- 2025.09.10
コラム更新!第九十一稿「社会人として問われる常識力(社会人基礎力)-非常識がトラブルを引き起こす-」
■なぜ「常識力」が問題になるのか
近年、職場で若手社員が「常識力」の不足によりトラブルを引き起こす事例が目立っています。社内外へのメールで不適切な表現を使って取引先から不信感を買ったり、会議や訪問時のあいさつや礼儀を欠いて社内外での評価を下げてしまう、契約や規則に対する理解不足から法務的なリスクを発生させるといったトラブルがあちこちで起きています。こうしたトラブルは、単なる「常識不足」として終わらず、組織全体の信頼や事業リスクにつながりかねません。
■経済産業省が提唱する「社会人基礎力」
経済産業省では人材力強化の重要性を示すために、以下の三つの能力から構成される「社会人基礎力」を提言しています。
・前に踏み出す力(アクション)
主体性をもって行動し、責任を果たす力。
・考え抜く力(シンキング)
課題を発見し、論理的に考え、解決策を導く力。
・チームで働く力(チームワーク)
協調性やコミュニケーション力を発揮し、組織に貢献する力。
この三つの能力をそれぞれを裏返してみれば、「常識力」と重なることがよくわかります。

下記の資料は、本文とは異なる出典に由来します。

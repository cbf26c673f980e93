//! Redraw driver.
//!
//! A redraw is a total rebuild: clear to the background, paint every listed
//! shape in order, then paint the in-progress shape once more as a preview.

use paintkit_core::{Algorithm, Color, Point};
use paintkit_raster::{
    draw_circle, draw_cubic_bezier, draw_ellipse, draw_freehand, draw_line, draw_polyline,
    draw_quadratic_bezier, draw_rectangle, draw_triangle, erase_area, erase_freehand,
    rectangle_corners, Pen, RasterOptions, StrokeStyle, Surface,
};
use paintkit_settings::PaintConfig;

use crate::model::{Shape, ShapeKind, ToolFamily};
use crate::scene::SceneState;

/// Dash pattern of the erase-area selection outline.
const SELECTION_DASH: (f32, f32) = (5.0, 5.0);

/// Scene-independent rendering parameters.
#[derive(Debug, Clone, PartialEq)]
pub struct RenderSettings {
    pub background: Color,
    pub raster: RasterOptions,
    /// Radius of the control-point markers drawn on previews.
    pub marker_radius: f64,
}

impl Default for RenderSettings {
    fn default() -> Self {
        Self::from_config(&PaintConfig::default())
    }
}

impl RenderSettings {
    pub fn from_config(config: &PaintConfig) -> Self {
        Self {
            background: config.canvas.background,
            raster: RasterOptions {
                line: config.raster.line,
                circle: config.raster.circle,
                bezier_steps: config.tools.bezier_steps,
            },
            marker_radius: config.tools.marker_radius,
        }
    }
}

/// Transient input to the preview pass.
#[derive(Debug, Clone, Copy, PartialEq, Default)]
pub struct Preview {
    /// Last pointer position, used as a provisional extra control point.
    pub hover: Option<Point>,
    /// Color of the control-point markers.
    pub marker_color: Option<Color>,
}

/// Clears `surface` and repaints `scene`.
pub fn redraw<S: Surface + ?Sized>(
    scene: &SceneState,
    preview: &Preview,
    surface: &mut S,
    settings: &RenderSettings,
) {
    surface.clear(settings.background);
    for shape in scene.shapes() {
        render_shape(surface, shape, settings);
    }
    if let Some(current) = scene.current() {
        render_preview(surface, current, preview, settings);
    }
}

/// Paints one shape in its final form.
///
/// Shapes short of the points their kind needs paint what they can: an
/// unfinished polygon or triangle as an open path, drag and curve kinds not
/// at all.
pub fn render_shape<S: Surface + ?Sized>(surface: &mut S, shape: &Shape, settings: &RenderSettings) {
    let pen = Pen::new(shape.color, shape.stroke_width);
    let alg = shape.algorithm;
    let opts = &settings.raster;
    let pts = shape.points.as_slice();

    match shape.kind {
        ShapeKind::Freehand => draw_freehand(surface, pts, &pen, alg),
        ShapeKind::Line => {
            if let [a, .., b] = pts {
                draw_line(surface, *a, *b, &pen, alg, opts);
            }
        }
        ShapeKind::Circle => {
            if let [c, .., edge] = pts {
                draw_circle(surface, *c, c.distance_to(edge), &pen, alg, opts);
            }
        }
        ShapeKind::Ellipse => {
            if let [c, .., edge] = pts {
                draw_ellipse(surface, *c, edge.x - c.x, edge.y - c.y, &pen, alg);
            }
        }
        ShapeKind::Rectangle => {
            if let [a, .., b] = pts {
                draw_rectangle(surface, *a, *b, &pen, alg, opts);
            }
        }
        ShapeKind::Triangle => draw_triangle(surface, pts, &pen, alg, opts),
        ShapeKind::Polygon => draw_polyline(surface, pts, shape.completed, &pen, alg, opts),
        ShapeKind::QuadraticBezier => {
            if let [p0, p1, p2, ..] = pts {
                draw_quadratic_bezier(surface, [*p0, *p1, *p2], &pen, alg, opts);
            }
        }
        ShapeKind::BezierOpen | ShapeKind::BezierClosed => {
            if let [p0, p1, p2, p3, ..] = pts {
                let closed = shape.kind == ShapeKind::BezierClosed;
                draw_cubic_bezier(surface, [*p0, *p1, *p2, *p3], closed, &pen, alg, opts);
            }
        }
        ShapeKind::EraseFreehand => {
            erase_freehand(surface, pts, shape.stroke_width, settings.background)
        }
        ShapeKind::EraseArea => {
            if let [a, .., b] = pts {
                erase_area(surface, *a, *b, settings.background);
            }
        }
    }
}

/// Triangle preview with two points: a third point mirrored along x.
fn provisional_triangle_apex(a: Point, b: Point) -> Point {
    Point::new(a.x + (b.x - a.x) * 2.0, a.y)
}

fn render_preview<S: Surface + ?Sized>(
    surface: &mut S,
    shape: &Shape,
    preview: &Preview,
    settings: &RenderSettings,
) {
    let pen = Pen::new(shape.color, shape.stroke_width);
    let thin = Pen::new(shape.color, 1.0);
    let opts = &settings.raster;
    let family = shape.kind.tool_family();

    // Click-built shapes follow the pointer with a provisional point.
    let mut points = shape.points.clone();
    if matches!(family, ToolFamily::FixedClick(_) | ToolFamily::OpenClick) && !shape.completed {
        if let Some(hover) = preview.hover {
            points.push(hover);
        }
    }

    match shape.kind {
        ShapeKind::EraseArea => {
            if let [a, .., b] = points.as_slice() {
                let style =
                    StrokeStyle::dashed(Color::RED, 1.0, SELECTION_DASH.0, SELECTION_DASH.1);
                surface.stroke_polyline(&rectangle_corners(*a, *b), true, &style);
            }
        }
        ShapeKind::Triangle if points.len() < 3 => {
            if let [a, b] = points.as_slice() {
                let apex = provisional_triangle_apex(*a, *b);
                draw_triangle(surface, &[*a, *b, apex], &pen, shape.algorithm, opts);
            }
        }
        ShapeKind::BezierOpen | ShapeKind::BezierClosed | ShapeKind::QuadraticBezier
            if !shape.has_all_points() =>
        {
            if points.len() >= shape.kind.min_points() {
                let mut provisional = shape.clone();
                provisional.points = points;
                render_shape(surface, &provisional, settings);
            } else {
                draw_polyline(surface, &points, false, &thin, Algorithm::Primitive, opts);
            }
        }
        _ => {
            let mut provisional = shape.clone();
            provisional.points = points;
            render_shape(surface, &provisional, settings);
        }
    }

    if family != ToolFamily::Continuous {
        if let Some(color) = preview.marker_color {
            for p in &shape.points {
                surface.fill_disc(*p, settings.marker_radius, color);
            }
        }
    }
}
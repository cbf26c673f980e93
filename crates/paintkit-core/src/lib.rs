//! # PaintKit Core
//!
//! Core types shared by every PaintKit crate: surface-space geometry,
//! colors, rendering algorithm selectors and the unified error type.

pub mod error;
pub mod types;

pub use error::{Error, ImageError, RemoteError, Result};
pub use types::{round_half_up, Algorithm, CircleAlgorithm, Color, LineAlgorithm, PixelPoint, Point};
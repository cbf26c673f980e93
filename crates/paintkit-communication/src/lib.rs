//! # PaintKit Communication
//!
//! Talks to the server that keeps an authoritative raster of the drawing and
//! applies image filters. Provides the wire types, `data:` URL handling and
//! an async [`DrawingBackend`] with an HTTP implementation.

pub mod backend;
pub mod data_url;
pub mod wire;

pub use backend::{
    DrawingBackend, HttpDrawingBackend, DRAW_ENDPOINT, HISTOGRAM_ENDPOINT, PROCESS_IMAGE_ENDPOINT,
};
pub use data_url::DataUrl;
pub use wire::{
    erase_stroke_requests, request_for_event, DrawAction, DrawRequest, DrawResponse, EraseData,
    FilterRequest, HistogramData, ProcessedImage, ShapePayload, HISTOGRAM_BINS,
};
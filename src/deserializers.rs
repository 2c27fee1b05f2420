use de::Visitor;
use serde::de;
use serde::Deserializer;

/// Some TMF servers return `provideAlternative` as a JSON boolean, others
/// echo the query-string form and return `"true"` / `"false"`. Accept both.
pub fn bool_from_str_or_bool<'de, D>(deserializer: D) -> Result<bool, D::Error>
where
    D: Deserializer<'de>,
{
    deserializer.deserialize_any(BoolOrStringVisitor)
}

struct BoolOrStringVisitor;

impl<'de> Visitor<'de> for BoolOrStringVisitor {
    type Value = bool;

    fn expecting(&self, formatter: &mut std::fmt::Formatter) -> std::fmt::Result {
        formatter.write_str("a boolean or string of \"true\", \"false\".")
    }

    fn visit_bool<E>(self, value: bool) -> Result<bool, E>
    where
        E: de::Error,
    {
        Ok(value)
    }

    fn visit_str<E>(self, value: &str) -> Result<bool, E>
    where
        E: de::Error,
    {
        match value {
            "true" => Ok(true),
            "false" => Ok(false),
            _s => Err(E::custom(format!("Unknown string value: {}", _s))),
        }
    }
}
use crate::api::AddressApi;
use crate::display;
use crate::views::FetchStatus;
use crate::{GeographicAddress, GeographicSubAddress};

/// Detail view of one selected address.
///
/// Sub-addresses are fetched lazily when the view opens. A fetch failure is
/// shown inline without closing the view; an empty result is not an error.
#[derive(Debug, Clone)]
pub struct AddressDetailView {
    pub address: GeographicAddress,
    pub sub_addresses: Vec<GeographicSubAddress>,
    pub status: FetchStatus,
    pub error: Option<String>,
}

impl AddressDetailView {
    pub fn new(address: GeographicAddress) -> Self {
        AddressDetailView {
            address,
            sub_addresses: vec![],
            status: FetchStatus::Idle,
            error: None,
        }
    }

    /// Loads the sub-addresses of the displayed address.
    pub async fn load_sub_addresses<A>(&mut self, api: &A)
    where
        A: AddressApi + Sync,
    {
        self.status = FetchStatus::Loading;
        self.error = None;
        match api.sub_addresses(&self.address.id).await {
            Ok(sub_addresses) => {
                self.sub_addresses = sub_addresses;
                self.status = FetchStatus::Loaded;
            }
            Err(err) => {
                self.error = Some(format!("Failed to fetch sub-addresses: {}", err));
                self.status = FetchStatus::Errored;
            }
        }
    }

    pub fn render(&self) -> String {
        let mut out = String::from("--- Address Details ---\n");
        display::field(&mut out, "ID", &self.address.id);
        display::field(
            &mut out,
            "Name",
            self.address.name.as_deref().unwrap_or("N/A"),
        );
        display::field(
            &mut out,
            "Street Address",
            &display::street_line(&self.address),
        );
        display::field(&mut out, "City", &self.address.city);
        display::field(&mut out, "State/Province", &self.address.state_or_province);
        display::field(&mut out, "Country", &self.address.country);
        display::field(&mut out, "Postcode", &self.address.postcode);
        display::field(&mut out, "Locality", &self.address.locality);
        if let Some(ref href) = self.address.href {
            display::field(&mut out, "HREF", href);
        }

        out.push_str("Sub-Addresses:\n");
        if self.status.is_loading() {
            out.push_str("Loading sub-addresses...\n");
        } else if let Some(ref error) = self.error {
            out.push_str(error);
            out.push('\n');
        } else if self.sub_addresses.is_empty() {
            out.push_str("No sub-addresses found.\n");
        } else {
            for sub_address in &self.sub_addresses {
                out.push_str(&display::sub_address_panel(sub_address));
            }
        }
        out
    }
}
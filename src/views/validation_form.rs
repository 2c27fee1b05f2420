use std::fmt::Write;
use validator::Validate;

use crate::api::ValidationApi;
use crate::display;
use crate::{AddressValidation, GeographicAddress, StreetType, ValidationRequest};

/// Candidate address being typed into the validation form.
///
/// Everything but `name` is required; `street_type` is a selection control
/// restricted to the six accepted values and defaulting to `street`.
#[derive(Debug, Clone, Default, PartialEq, Eq, Validate)]
pub struct AddressDraft {
    pub name: String,
    #[validate(length(min = 1))]
    pub street_nr: String,
    #[validate(length(min = 1))]
    pub street_name: String,
    pub street_type: StreetType,
    #[validate(length(min = 1))]
    pub city: String,
    #[validate(length(min = 1))]
    pub state_or_province: String,
    #[validate(length(min = 1))]
    pub country: String,
    #[validate(length(min = 1))]
    pub postcode: String,
    #[validate(length(min = 1))]
    pub locality: String,
}

impl AddressDraft {
    fn to_address(&self) -> GeographicAddress {
        GeographicAddress {
            id: String::new(),
            href: None,
            name: (!self.name.is_empty()).then(|| self.name.clone()),
            street_nr: self.street_nr.clone(),
            street_name: self.street_name.clone(),
            street_type: Some(self.street_type),
            street_suffix: None,
            city: self.city.clone(),
            state_or_province: self.state_or_province.clone(),
            country: self.country.clone(),
            postcode: self.postcode.clone(),
            locality: self.locality.clone(),
            geographic_sub_address: vec![],
        }
    }
}

/// The address validation screen: one draft, one outcome.
#[derive(Debug, Clone, Default)]
pub struct ValidationFormView {
    pub draft: AddressDraft,
    pub provide_alternative: bool,
    /// True while a submission is in flight.
    pub busy: bool,
    pub error: Option<String>,
    pub success: Option<String>,
    pub result: Option<AddressValidation>,
}

impl ValidationFormView {
    pub fn new() -> Self {
        ValidationFormView::default()
    }

    /// Whether the draft passes the required-field gate.
    pub fn can_submit(&self) -> bool {
        self.draft.validate().is_ok()
    }

    /// Submits the draft for validation.
    ///
    /// Refuses without a network call while required fields are empty. On
    /// success the returned validation replaces any prior result and the
    /// form returns to its defaults; on failure the draft is kept as typed.
    pub async fn submit<V>(&mut self, api: &V)
    where
        V: ValidationApi + Sync,
    {
        if self.draft.validate().is_err() {
            self.error = Some("All required fields must be filled in.".to_string());
            return;
        }

        self.busy = true;
        self.error = None;
        self.success = None;
        self.result = None;

        let request = ValidationRequest {
            provide_alternative: self.provide_alternative,
            submitted_geographic_address: self.draft.to_address(),
        };

        match api.create_validation(&request).await {
            Ok(validation) => {
                self.result = Some(validation);
                self.success = Some("Address validation completed successfully!".to_string());
                self.draft = AddressDraft::default();
                self.provide_alternative = false;
            }
            Err(err) => {
                self.error = Some(format!("Failed to validate address: {}", err));
            }
        }
        self.busy = false;
    }

    pub fn render(&self) -> String {
        let mut out = String::new();
        if let Some(ref error) = self.error {
            let _ = writeln!(out, "{}", error);
        }
        if let Some(ref success) = self.success {
            let _ = writeln!(out, "{}", success);
        }

        let result = match self.result {
            Some(ref result) => result,
            None => return out,
        };

        out.push_str("--- Validation Result ---\n");
        display::field(&mut out, "Validation ID", &result.id);
        display::field(&mut out, "Status", result.state.as_str());
        display::field(&mut out, "Result", &result.validation_result);
        display::field(
            &mut out,
            "Validation Date",
            &display::local_timestamp(&result.validation_date),
        );

        out.push_str(&display::address_panel(
            "Submitted Address",
            &result.submitted_geographic_address,
        ));
        if let Some(ref valid) = result.valid_geographic_address {
            out.push_str(&display::address_panel("Valid Address", valid));
        }
        for (index, alternate) in result.alternate_geographic_address.iter().enumerate() {
            out.push_str(&display::address_panel(
                &format!("Alternative Address {}", index + 1),
                alternate,
            ));
        }
        out
    }
}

・前に踏み出す力(アクション)→言われたことしかしない
・考え抜く力(シンキング)→意味をよく考えない
・チームで働く力(チームワーク)→自分さえよければよい
■職場で求められる「常識力」とは
経済産業省の「社会人基礎力」をもとに、トラブルを避けるために必要となる「常識力」を考えてみると、以下の三つの能力が浮かび上がってきます。
・課題設定力(前に踏み出す力)
言われたことだけをするのではなく、先のことを考えてやるべきことを自ら考える。
・状況判断力(考え抜く力)
場の空気を読み、相手や組織に配慮し、将来に向けて最適・最善と思われる行動をとる。
・情報伝達力(チームで働く力)
知り得たことについて、関係する人や部署に正確かつタイムリーに伝達する。
■狭義の「常識力」
上記三つ目の「情報伝達力」を発揮するためには、社内ルールや関連法令、一般常識(あいさつや作法、社会慣習等))に関する知識が前提条件となります。これらは、まさに狭義の「常識力」とも言えるものであり、特に若い社員に欠落していることが多いようです。対策としては、教育や研修、コーチング、OJTといった従来からあるものを活用することになりますが、そもそもの人としての倫理観(善悪や損得、人生目的等)が一致していない限り、組織が求める「常識力」を養うことは難しくなります。社訓や行動指針など社員として求められる自社哲学について今一度、見直し強化することをお勧めします。